Prompt: Produce the full set of records below once more, exactly as they stand.

━━━━━ Exercise data ━━━━━

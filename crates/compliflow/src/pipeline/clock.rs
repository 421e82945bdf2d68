use chrono::{DateTime, Utc};

/// Source of stage timestamps.
pub trait Clock: Send + Sync {
    fn now(&self) -> DateTime<Utc>;
}

pub struct SystemClock;

impl Clock for SystemClock {
    fn now(&self) -> DateTime<Utc> {
        Utc::now()
    }
}

/// Always returns the same instant. Makes results reproducible.
pub struct FixedClock(pub DateTime<Utc>);

impl Clock for FixedClock {
    fn now(&self) -> DateTime<Utc> {
        self.0
    }
}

━━━━━

Completed task:
filename crates/compliflow/src/pipeline/clock.rs
repository 421e82945bdf2d68
use chrono::{DateTime, Utc};

/// Source of stage timestamps.
pub trait Clock: Send + Sync {
    fn now(&self) -> DateTime<Utc>;
}

pub struct SystemClock;

impl Clock for SystemClock {
    fn now(&self) -> DateTime<Utc> {
        Utc::now()
    }
}

/// Always returns the same instant. Makes results reproducible.
pub struct FixedClock(pub DateTime<Utc>);

impl Clock for FixedClock {
    fn now(&self) -> DateTime<Utc> {
        self.0
    }
}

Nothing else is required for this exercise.